Ansiedade, isolamento, irritabilidade, dificuldade de concentração e mudanças bruscas de comportamento têm aparecido com frequência cada vez maior no ambiente escolar. Embora algumas dessas reações façam parte do desenvolvimento de crianças e adolescentes, especialistas alertam que certos sinais podem indicar sofrimento emocional e exigir atenção.
Para ampliar o debate sobre o tema, educadores criaram em 2025 a Comissão Nacional de Saúde Mental nas Escolas. A iniciativa reúne representantes de instituições de ensino para elaborar diretrizes e boas práticas voltadas ao cuidado de estudantes, professores, colaboradores e famílias.
Em junho deste ano, o movimento ganhou a comissão Centro-Oeste, responsável pelo Distrito Federal, Goiás, Mato Grosso, Mato Grosso do Sul e Tocantins.
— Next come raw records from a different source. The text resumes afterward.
fn mem2reg(func: &mut IrFunction) -> bool {
    if func.is_generator
        || func
            .blocks()
            .any(|b| matches!(b.terminator, Terminator::TryStart { .. }))
    {
        return false;
    }
    let slots: FxHashSet<StackSlotId> = collect_slot_uses(func)
        .into_iter()
        .filter(|(_, uses)| !uses.pinned)
        .map(|(slot, _)| slot)
        .collect();
    if slots.is_empty() {
        return false;
    }

    let tree = DominatorTree::compute(func);
    let frontiers = tree.frontiers(func);
    let uses = collect_slot_uses(func);

    // Phi placement
    let mut phis: FxHashMap<(BasicBlockId, StackSlotId), Register> = FxHashMap::default();
    for slot in &slots {
        let mut work: Vec<BasicBlockId> = uses[slot]
            .stores
            .iter()
            .copied()
            .filter(|b| tree.is_reachable(*b))
            .collect();
        let mut placed: FxHashSet<BasicBlockId> = FxHashSet::default();
        while let Some(block) = work.pop() {
            for frontier in frontiers.get(&block).into_iter().flatten() {
                if placed.insert(*frontier) {
                    let dest = func.alloc_register(IrType::NONE);
                    phis.insert((*frontier, *slot), dest);
                    work.push(*frontier);
                }
            }
        }
    }

    let undefined = func.alloc_register(IrType::UNDEFINED);
    let mut renamer = Renamer {
        phis,
        phi_sources: FxHashMap::default(),
        stacks: FxHashMap::default(),
        subs: FxHashMap::default(),
        undefined,
        undefined_used: false,
    };
    renamer.rename(func, &tree, tree.entry(), &slots);

    // Loads in unreachable blocks never run
    for block in func.blocks() {
        if tree.is_reachable(block.id) {
            continue;
        }
        for instr in &block.instructions {
            if let IrInstr::LoadStack { dest, slot } = instr {
                if slots.contains(slot) {
                    renamer.subs.insert(dest.id, undefined);
                    renamer.undefined_used = true;
                }
            }
        }
    }

    // Insert the phis, giving unreachable predecessors `undefined`
    let preds = func.predecessors();
    let mut new_phis: Vec<RegisterId> = Vec::new();
    let mut placements: Vec<((BasicBlockId, StackSlotId), Register)> = renamer.phis.iter().map(|(k, v)| (*k, *v)).collect();
    placements.sort_by_key(|((block, slot), _)| (*block, *slot));
    for ((block_id, _), dest) in placements {
        let mut sources = renamer.phi_sources.remove(&dest.id).unwrap_or_default();
        for pred in preds.get(&block_id).into_iter().flatten() {
            if !sources.iter().any(|(p, _)| p == pred) {
                sources.push((*pred, undefined));
                renamer.undefined_used = true;
            }
        }
        if let Some(block) = func.get_block_mut(block_id) {
            block.instructions.insert(0, IrInstr::Phi { dest, sources });
            new_phis.push(dest.id);
        }
    }

    if renamer.undefined_used {
        if let Some(entry) = func.entry_mut() {
            entry.instructions.insert(
                0,
                IrInstr::Const {
                    dest: undefined,
                    value: IrConstant::Undefined,
                },
            );
        }
    }

    strip_slots(func, &slots);
    replace_uses(func, &renamer.subs);
    settle_phi_types(func, &new_phis);
    true
}

/// Give the new phis the union of their incoming types
fn settle_phi_types(func: &mut IrFunction, phis: &[RegisterId]) {
    let phi_set: FxHashSet<RegisterId> = phis.iter().copied().collect();
    let mut types: FxHashMap<RegisterId, IrType> = phis.iter().map(|id| (*id, IrType::NONE)).collect();
    let mut changed = true;
    while changed {
        changed = false;
        for instr in func.instructions() {
            let IrInstr::Phi { dest, sources } = instr else {
                continue;
            };
            if !phi_set.contains(&dest.id) {
                continue;
            }
            let ty = sources.iter().fold(IrType::NONE, |acc, (_, r)| {
                acc.union(types.get(&r.id).copied().unwrap_or(r.ty))
            });
            if types.get(&dest.id) != Some(&ty) {
                types.insert(dest.id, ty);
                changed = true;
            }
        }
    }
    retype_registers(func, &types);
}

#[cfg(test)]
mod tests {
    use super::super::testing::{count, lower, run};
    use super::*;
    use crate::ast::AstBuilder;

    fn stack_ops(func: &IrFunction) -> usize {
        count(func, |i| {
            matches!(
                i,
                IrInstr::LoadStack { .. } | IrInstr::StoreStack { .. } | IrInstr::AllocStack { .. }
            )
        })
    }

    #[test]
    fn test_simple_promotion_in_one_block() {
        let b = AstBuilder::new();
        let f = b.function(
            Some("f"),
            &[],
            vec![b.var_decl("x", Some(b.num(1.0))), b.ret(Some(b.ident("x")))],
        );
        let mut module = lower(&b.program(vec![b.expr_stmt(b.function_expr(f))]));
        run(&mut module, &["SimpleStackPromotion"]);
        let func = module.get_function_by_name("f").unwrap();
        assert_eq!(stack_ops(func), 0);
    }

    #[test]
    fn test_mem2reg_places_phi_at_join() {
        let b = AstBuilder::new();
        let f = b.function(
            Some("f"),
            &["c"],
            vec![
                b.var_decl("x", Some(b.num(1.0))),
                b.if_(b.ident("c"), b.expr_stmt(b.assign(b.ident("x"), b.num(2.0))), None),
                b.ret(Some(b.ident("x"))),
            ],
        );
        let mut module = lower(&b.program(vec![b.expr_stmt(b.function_expr(f))]));
        run(&mut module, &["Mem2Reg"]);
        let func = module.get_function_by_name("f").unwrap();
        assert_eq!(stack_ops(func), 0);
        let phi_ty = func
            .instructions()
            .find_map(|i| match i {
                IrInstr::Phi { dest, sources } if sources.len() == 2 => Some(dest.ty),
                _ => None,
            })
            .expect("phi at the join");
        assert_eq!(phi_ty, IrType::NUMBER);
    }

    #[test]
    fn test_mem2reg_skips_try_regions() {
        let b = AstBuilder::new();
        let f = b.function(
            Some("f"),
            &[],
            vec![
                b.var_decl("x", Some(b.num(1.0))),
                b.try_(
                    vec![b.expr_stmt(b.assign(b.ident("x"), b.call(b.ident("g"), vec![])))],
                    Some((None, vec![b.ret(Some(b.ident("x")))])),
                    None,
                ),
                b.ret(Some(b.ident("x"))),
            ],
        );
        let mut module = lower(&b.program(vec![b.expr_stmt(b.function_expr(f))]));
        run(&mut module, &["Mem2Reg"]);
        let func = module.get_function_by_name("f").unwrap();
        assert!(stack_ops(func) > 0);
    }

    #[test]
    fn test_single_store_dominating_loads() {
        let b = AstBuilder::new();
        let f = b.function(
            Some("f"),
            &["c"],
            vec![
                b.const_decl("k", b.num(7.0)),
                b.if_(b.ident("c"), b.ret(Some(b.ident("k"))), None),
                b.ret(Some(b.ident("k"))),
            ],
        );
        let mut module = lower(&b.program(vec![b.expr_stmt(b.function_expr(f))]));
        run(&mut module, &["SimpleStackPromotion"]);
        let func = module.get_function_by_name("f").unwrap();
        // `k` is stored twice (TDZ marker, then 7) so only the parameter slot goes
        assert!(count(func, |i| matches!(i, IrInstr::LoadStack { .. })) >= 2);
        run(&mut module, &["Mem2Reg", "InstSimplify", "DCE"]);
        let func = module.get_function_by_name("f").unwrap();
        assert_eq!(stack_ops(func), 0);
        assert_eq!(count(func, |i| matches!(i, IrInstr::ThrowIfEmpty { .. })), 0);
    }

    #[test]
    fn test_generator_slots_stay() {
        let b = AstBuilder::new();
        let g = b.generator(
            Some("g"),
            &[],
            vec![
                b.var_decl("x", Some(b.num(1.0))),
                b.if_(b.ident("c"), b.expr_stmt(b.assign(b.ident("x"), b.num(2.0))), None),
                b.expr_stmt(b.yield_(Some(b.ident("x")))),
            ],
        );
        let mut module = lower(&b.program(vec![b.expr_stmt(b.function_expr(g))]));
        run(&mut module, &["Mem2Reg"]);
        let func = module.get_function_by_name("g").unwrap();
        assert!(count(func, |i| matches!(i, IrInstr::ResumeGenerator { .. })) > 0);
        assert!(stack_ops(func) > 0);
    }
}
A presidência ficou com a professora Dulcineia Marques, integrante da comissão nacional. Para ela, o cuidado com a saúde mental precisa fazer parte da rotina escolar.
“A saúde mental não pode ser tratada apenas quando surge um problema, porque ela é construída diariamente. Assim como desenvolvemos habilidades acadêmicas ao longo dos anos, também desenvolvemos competências emocionais no cotidiano.”
Como diferenciar o estresse de um sinal de alerta
Segundo a psicóloga clínica Kassiana Pozzatti, especialista em Educação, sentir cansaço após um semestre intenso, ansiedade antes de provas ou frustração diante de dificuldades faz parte da vida escolar e não caracteriza, por si só, um transtorno mental.
O alerta aparece quando o sofrimento é persistente e começa a interferir no desempenho escolar, nas relações familiares, na convivência social e na qualidade de vida.
“A intensidade, a persistência dos sintomas e, principalmente, o impacto sobre a vida acadêmica, familiar, social e emocional são os principais critérios para diferenciar um desgaste esperado de um quadro que merece avaliação profissional”, explica.
A especialista afirma que também é importante observar a capacidade de recuperação do adolescente. Depois de um momento estressante, o esperado é que ele consiga descansar e retomar a rotina. Quando isso não acontece por semanas, é recomendada uma avaliação especializada.
Mudanças de comportamento não devem ser ignoradas
Kassiana explica que nenhum comportamento isolado confirma um problema de saúde mental. O mais importante é observar a frequência, a duração e o prejuízo causado ao cotidiano. Entre os principais sinais estão:
- Isolamento social;
- Perda de interesse por atividades antes prazerosas;
- Alterações importantes no sono ou no apetite;
- Queda no rendimento escolar;
- Irritabilidade ou tristeza persistentes;
- Ansiedade intensa diante de situações cotidianas;
- Dores físicas recorrentes sem causa médica identificada;
- Dificuldade para realizar tarefas compatíveis com a idade.
O uso excessivo das telas também merece atenção quando passa a substituir o convívio presencial e se transforma em uma forma de isolamento.
Escola, família e profissionais precisam atuar juntos
A psicóloga ressalta que a escola costuma ser um dos primeiros locais a perceber mudanças de comportamento, mas não cabe à instituição fazer diagnósticos. O papel é acolher, comunicar a família e orientar a busca por atendimento especializado.
Ela destaca que o acompanhamento funciona melhor quando escola, família e profissionais de saúde trabalham de forma integrada, favorecendo tanto o tratamento quanto o desenvolvimento do estudante.
A criação da Comissão Centro-Oeste pela Saúde Mental nas Escolas busca fortalecer justamente essa rede de cuidado, promovendo a troca de experiências entre instituições de ensino e a construção de protocolos para orientar o acolhimento de estudantes e educadores. “Nenhuma escola consegue enfrentar esse desafio sozinha”, enfatiza Dulcinéia.
Informação também é prevenção
Para Kassiana, falar sobre saúde mental nas escolas não significa transformar qualquer dificuldade em doença, mas ensinar crianças e adolescentes a reconhecer emoções, desenvolver estratégias para lidar com frustrações e buscar ajuda quando necessário.
Hábitos como dormir bem, praticar atividade física, manter momentos de lazer, fortalecer os vínculos familiares e usar as telas com equilíbrio também ajudam a proteger a saúde mental ao longo do desenvolvimento.
A dica da especialista é procurar orientação profissional quando crianças ou adolescentes apresentarem sinais persistentes que prejudiquem a rotina. O mais importante é observar se os sintomas persistem, aumentam de intensidade e passam a comprometer a vida escolar, familiar e social do estudante.